Por: Arturo Guerrero

Menos prohibiciones, más obediencias

Cada idea bien sudada es un surtidor de ideas. Dice usted, por ejemplo, con quien en redes se firma Mi granero “dejen de prohibir tanto porque ya no alcanzo a desobedecer todo”, y casi de inmediato se ubica en la Colombia actual. Este país, indefinible con una sola idea, es igualmente un surtidor incesante de sandeces.

Prohibir: este es el verbo que entre nosotros identifica al poder. Desobedecer: he aquí el que pinta de un brochazo a los sufrientes ciudadanos. El surtidor de ideas comienza planteando un interrogante: ¿quién gana la carrera, el que prohíbe o el que desobedece?  

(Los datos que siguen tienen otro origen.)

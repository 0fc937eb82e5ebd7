//! Error types shared across the model crates.

use thiserror::Error;

/// Errors raised while loading tables, parsing trees, or serializing models.
///
/// Malformed count-table lines and I/O failures are fatal to the operation
/// that hit them. Tree parse failures are per-record: callers skip the
/// offending line and keep going.
#[derive(Debug, Error)]
pub enum ModelError {
    /// A count-table line that does not match the `event \t count \t norm`
    /// layout, or whose numeric fields cannot produce a finite cost.
    #[error("{path}:{line}: bad count-table line: {msg}")]
    Format {
        path: String,
        line: usize,
        msg: String,
    },

    /// A bracketed tree that could not be parsed.
    #[error("tree parse error at offset {pos}: {msg}")]
    Parse { pos: usize, msg: String },

    /// A structurally valid tree that violates the node taxonomy, e.g. a
    /// nonterminal with several children one of which is a bare word.
    #[error("ill-formed tree node: {msg}")]
    Node { msg: String },

    /// A compiled table whose index and payload disagree.
    #[error("corrupt compiled table: {msg}")]
    Corrupt { msg: String },

    #[error(transparent)]
    Io(#[from] std::io::Error),

    #[error(transparent)]
    Codec(#[from] bincode::Error),

    #[error(transparent)]
    Index(#[from] fst::Error),
}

La ironía de Mi granero resuelve la cuestión con la imagen de una maratón. Hay medias maratones, maratones a secas y dobles maratones. Los fondistas dobles, los de cien kilómetros, se arriesgan a esta prueba con la conciencia de que muchos son los llamados y pocos los elegidos. En efecto, en semejante distancia el solo hecho de alcanzar la meta de último ya es una hazaña.  

Los que se sofocan a medio camino son los desobedientes. En contraste, los que alargan la carretera, ponen las reglas y prohíben el cansancio son los que se lucran del espectáculo agobiante. 

La vida de las civilizaciones consistiría, pues, en estirar la pita para los esclavos, siervos, obreros, campesinos, sin llegar al extremo de que estos se subleven. La guillotina de los franceses cumple las veces de advertencia sobre las consecuencias de apretar demasiado y no saber dosificar.

Este vaivén que para la historia universal algún día llegó a ser considerado una ciencia, medible, predecible, impajaritable, para Colombia es a lo sumo una farsa. Hay muchas leyes que aquí no pegan porque en nuestro sano raciocinio ¡ajá! De ahí que tengamos que rogar por menos prohibiciones para que no se estreche el tiempo de la desobediencia.

La banalidad e ineficacia de un gobierno no se mide aquí en caída del Producto Interno Bruto ni en estropicio de la inflación. No. Las cifras anuales indican que los empresarios emprenden, los trabajadores acezan, los banqueros engordan. 

El fracaso de una administración se calcula, entonces, en monto de payasadas. La infracción a las leyes, la informalidad del trabajo y la trampa sistemática a toda norma de convivencia, son directamente proporcionales al surtidor de sandeces originado en los altos palacios republicanos.

No es sino mirar a un primer mandatario que se parece más a su caricatura y que en realidad es un segundo mandatario. O al verdadero primer mandatario, coagulado en sus rabietas desde cuando creó el sol y las estrellas. O al venerable consejo de ministras y ministros, turnándose sus cargos como si el nombre de una nueva cartera les compusiera mágicamente el caminado.

Si después de un año y medio de imperio, el país continúa en su pujanza y aumentan las bajas de quienes desde arriba son ajusticiados por derechos y por humanos, todo indica que la máquina estatal marcharía mejor sin guía. Y que incluso así, con menos prohibiciones, habría más obediencias.